GIVEN DATA —
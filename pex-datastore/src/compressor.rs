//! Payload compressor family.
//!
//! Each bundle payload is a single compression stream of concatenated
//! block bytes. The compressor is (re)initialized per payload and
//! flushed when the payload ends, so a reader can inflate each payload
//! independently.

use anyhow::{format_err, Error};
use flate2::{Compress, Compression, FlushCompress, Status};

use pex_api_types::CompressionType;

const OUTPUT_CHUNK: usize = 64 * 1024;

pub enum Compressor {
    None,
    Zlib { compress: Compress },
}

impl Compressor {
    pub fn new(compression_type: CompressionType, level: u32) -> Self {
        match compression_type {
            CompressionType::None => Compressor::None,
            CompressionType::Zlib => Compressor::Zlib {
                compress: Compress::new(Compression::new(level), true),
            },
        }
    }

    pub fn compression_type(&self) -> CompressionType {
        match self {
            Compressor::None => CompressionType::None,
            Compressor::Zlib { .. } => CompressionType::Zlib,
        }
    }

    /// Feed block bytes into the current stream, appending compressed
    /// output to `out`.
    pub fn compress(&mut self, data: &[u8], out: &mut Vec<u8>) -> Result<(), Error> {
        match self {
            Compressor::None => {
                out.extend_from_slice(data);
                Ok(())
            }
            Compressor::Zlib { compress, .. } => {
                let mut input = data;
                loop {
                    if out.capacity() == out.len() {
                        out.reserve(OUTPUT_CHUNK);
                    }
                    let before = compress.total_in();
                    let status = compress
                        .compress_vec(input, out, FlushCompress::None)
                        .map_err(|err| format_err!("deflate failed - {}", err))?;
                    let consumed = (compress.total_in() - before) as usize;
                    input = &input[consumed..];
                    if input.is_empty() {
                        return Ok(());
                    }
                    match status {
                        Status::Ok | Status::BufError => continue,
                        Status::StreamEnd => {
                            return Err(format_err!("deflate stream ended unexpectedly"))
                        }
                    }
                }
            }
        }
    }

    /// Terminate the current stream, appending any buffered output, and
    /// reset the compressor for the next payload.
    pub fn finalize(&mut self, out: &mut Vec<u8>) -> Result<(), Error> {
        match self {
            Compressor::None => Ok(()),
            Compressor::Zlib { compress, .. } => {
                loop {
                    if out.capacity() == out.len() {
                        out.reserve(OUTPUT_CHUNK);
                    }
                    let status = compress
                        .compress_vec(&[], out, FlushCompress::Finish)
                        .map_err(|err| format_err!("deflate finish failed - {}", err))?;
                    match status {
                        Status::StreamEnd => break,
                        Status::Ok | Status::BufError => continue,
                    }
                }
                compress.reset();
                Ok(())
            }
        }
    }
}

...

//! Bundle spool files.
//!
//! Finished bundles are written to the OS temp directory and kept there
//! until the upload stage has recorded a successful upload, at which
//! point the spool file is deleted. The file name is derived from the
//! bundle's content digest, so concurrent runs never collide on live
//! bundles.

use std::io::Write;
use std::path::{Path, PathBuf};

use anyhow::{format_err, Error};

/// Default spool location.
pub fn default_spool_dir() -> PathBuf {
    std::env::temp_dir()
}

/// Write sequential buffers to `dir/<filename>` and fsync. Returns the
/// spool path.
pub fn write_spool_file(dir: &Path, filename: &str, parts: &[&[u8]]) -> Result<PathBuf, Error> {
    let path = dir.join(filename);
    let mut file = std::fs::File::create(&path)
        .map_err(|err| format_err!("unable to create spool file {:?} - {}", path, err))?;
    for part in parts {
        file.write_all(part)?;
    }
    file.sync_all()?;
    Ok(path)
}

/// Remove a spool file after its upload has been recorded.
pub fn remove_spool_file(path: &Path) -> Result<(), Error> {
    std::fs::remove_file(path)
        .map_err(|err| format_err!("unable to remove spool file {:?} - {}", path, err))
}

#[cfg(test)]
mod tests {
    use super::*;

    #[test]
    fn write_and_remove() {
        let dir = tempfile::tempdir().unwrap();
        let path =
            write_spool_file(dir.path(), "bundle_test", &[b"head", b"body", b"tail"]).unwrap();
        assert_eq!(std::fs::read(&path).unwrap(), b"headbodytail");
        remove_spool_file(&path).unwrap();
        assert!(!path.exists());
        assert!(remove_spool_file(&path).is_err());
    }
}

TASK DESCRIPTION —
Copy whichever lines of the records above contain the word "parts".

EXPECTED ANSWER —
pub fn write_spool_file(dir: &Path, filename: &str, parts: &[&[u8]]) -> Result<PathBuf, Error> {
    for part in parts {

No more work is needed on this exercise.